Democratic Republic of Congo will modify a law that restricts foreign ownership of agriculture projects as it seeks to raise financing for a proposed $5.7 billion expansion plan, the Agriculture Ministry said.

The government has already obtained 15 percent of the funds required for the program that targets 6 percent annual growth in the industry, Agriculture Minister Jean-Chrysostome Vahamwiti told reporters today in the capital, Kinshasa. The government will hold a conference in September to help attract more investment, he said.
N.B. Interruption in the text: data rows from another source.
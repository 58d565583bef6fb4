// Copyright (c) 2022 MASSA LABS <info@massa.net>

use dagpow_hash::{hash::Hash, task_digest::TaskDigest};
use dagpow_models::{
    config::{FIELD_SIZE, MINER_ADDRESS_SIZE},
    Block, RawBlock, Task,
};
use dagpow_mining_exports::{BlockTemplateProvider, MiningConfig, MiningResult};
use dagpow_time::DagTime;
use rand::RngCore;

/// Hash the candidate would have with `nonce` (miner byte order) in its last
/// field, continued from the task digest.
pub(crate) fn share_hash(digest: &TaskDigest, nonce: &[u8; FIELD_SIZE]) -> Hash {
    let mut stored = *nonce;
    stored.reverse();
    digest.finalize_double(&stored).reversed()
}

/// Deadline of a cycle starting now: end of the main period containing
/// `now + min_cycle_lead`.
pub(crate) fn next_deadline(cfg: &MiningConfig) -> MiningResult<DagTime> {
    let now = DagTime::now()?;
    Ok(now
        .saturating_add(cfg.min_cycle_lead)
        .end_of_period(cfg.main_period)?)
}

/// Block being mined during one cycle, with the best nonce found so far.
pub(crate) struct CandidateBlock {
    raw: RawBlock,
    best_nonce: [u8; FIELD_SIZE],
    best_hash: Hash,
    task: Task,
    digest: TaskDigest,
}

impl CandidateBlock {
    /// Candidate built on `raw`, starting from the nonce `miner_address ++ 12 random bytes`.
    pub(crate) fn new(
        mut raw: RawBlock,
        miner_address: [u8; MINER_ADDRESS_SIZE],
        task_time: DagTime,
        task_index: u64,
    ) -> MiningResult<Self> {
        let mut nonce = [0u8; FIELD_SIZE];
        nonce[..MINER_ADDRESS_SIZE].copy_from_slice(&miner_address);
        rand::thread_rng().fill_bytes(&mut nonce[MINER_ADDRESS_SIZE..]);
        raw.set_nonce(&nonce);
        let (task, digest) = Task::for_block(&raw, task_time, task_index)?;
        let best_hash = raw.hash();
        Ok(CandidateBlock {
            raw,
            best_nonce: nonce,
            best_hash,
            task,
            digest,
        })
    }

    /// Fresh candidate for the cycle ending at the next deadline.
    pub(crate) fn for_next_cycle(
        cfg: &MiningConfig,
        template: &dyn BlockTemplateProvider,
        task_index: u64,
    ) -> MiningResult<(Self, DagTime)> {
        let deadline = next_deadline(cfg)?;
        let raw = template.create_block(deadline)?;
        let candidate = CandidateBlock::new(raw, template.miner_address(), deadline, task_index)?;
        Ok((candidate, deadline))
    }

    /// Score `nonce` and keep it when it strictly beats the current best.
    ///
    /// Returns the share hash and whether it was kept.
    pub(crate) fn offer(&mut self, nonce: &[u8; FIELD_SIZE]) -> (Hash, bool) {
        let hash = share_hash(&self.digest, nonce);
        if hash < self.best_hash {
            self.raw.set_nonce(nonce);
            self.best_nonce = *nonce;
            self.best_hash = hash;
            (hash, true)
        } else {
            (hash, false)
        }
    }

    pub(crate) fn task(&self) -> &Task {
        &self.task
    }

    pub(crate) fn best_hash(&self) -> Hash {
        self.best_hash
    }

    pub(crate) fn best_nonce(&self) -> [u8; FIELD_SIZE] {
        self.best_nonce
    }

    /// The block carrying the best nonce.
    pub(crate) fn seal(&self) -> Block {
        Block::parse(self.raw.clone())
    }
}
“We don’t want loans, we want private investment, people who bring their own capital to invest in this country,” Vahamwiti said. Legislation requiring that Congolese citizens or companies own more than 50 percent of agricultural projects is being revised as part of a process of “reassuring eventual investors,” he said.

Economic growth in Congo, the world’s eighth-largest copper producer, is forecast to accelerate to 8.2 percent this year from 7.2 percent last year, according to the government. Agriculture makes up about 22 percent of the country’s $15.6 billion economy, African Development Bank and World Bank data show.

While most of the country’s recent economic growth has come from higher mineral prices, agriculture will be “the permanent successor to mining, which is, unfortunately, unsustainable,” Vahamwiti said.

Reducing Hunger

Congo was tied for last in this year’s United Nations Development Programme Human Development Index, which measures economic and social indicators such as education, health and income. The government expects investment in agriculture to cut hunger in half by 2018, Vahamwiti said.

Currently the country, the biggest in sub-Saharan Africa, uses only about 10 percent of its more than 80 million hectares (198 million acres) of arable land, according to the Food and Agriculture Organization.

“We have much more land than Congolese can develop alone,” said Elvis Mutiri wa Bashara, a member of parliament from the fertile North Kivu province who has proposed eliminating the shareholding provision from the 2011 agriculture law.

The 50 percent rule has halted most new investment in the industry, Mutiri said in an interview in Kinshasa today. “Investors are all saying they’re waiting for the law to change.”

20% Share

Parliament will consider Mutiri’s amendments along with a new proposal by the government reducing the required domestic shareholding to at least 20 percent as early as September, Vahamwiti said.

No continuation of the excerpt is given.